> **WHAT THE TASK ASKS**:
The word "const" may appear in some lines of the data; copy every such line.

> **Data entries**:
# # # #

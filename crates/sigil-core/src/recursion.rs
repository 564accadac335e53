//! Hard ceilings and the process-wide recursion gauge

use std::sync::atomic::{AtomicUsize, Ordering};
use std::sync::Arc;

/// Maximum recursion depth for any session.
pub const MAX_RECURSION_DEPTH: usize = 10;

/// Maximum paradox detections registered by one analysis call.
pub const MAX_PARADOX_DETECTIONS: usize = 10;

/// Process-wide recursion depth, shared by the orchestrator and any engine
/// that must refuse work while a recursion is in flight.
#[derive(Clone, Debug, Default)]
pub struct RecursionGauge(Arc<AtomicUsize>);

impl RecursionGauge {
    pub fn new() -> Self {
        Self::default()
    }

    pub fn current(&self) -> usize {
        self.0.load(Ordering::SeqCst)
    }

    pub fn at_ceiling(&self) -> bool {
        self.current() >= MAX_RECURSION_DEPTH
    }

    /// Raise the gauge by `by`. The returned guard lowers it again on drop.
    pub fn raise(&self, by: usize) -> GaugeGuard {
        self.0.fetch_add(by, Ordering::SeqCst);
        GaugeGuard {
            gauge: self.clone(),
            by,
        }
    }
}

#[must_use = "dropping the guard immediately lowers the gauge"]
#[derive(Debug)]
pub struct GaugeGuard {
    gauge: RecursionGauge,
    by: usize,
}

impl Drop for GaugeGuard {
    fn drop(&mut self) {
        self.gauge.0.fetch_sub(self.by, Ordering::SeqCst);
    }
}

# # # #

> **WORKED SOLUTION**:
pub const MAX_RECURSION_DEPTH: usize = 10;
pub const MAX_PARADOX_DETECTIONS: usize = 10;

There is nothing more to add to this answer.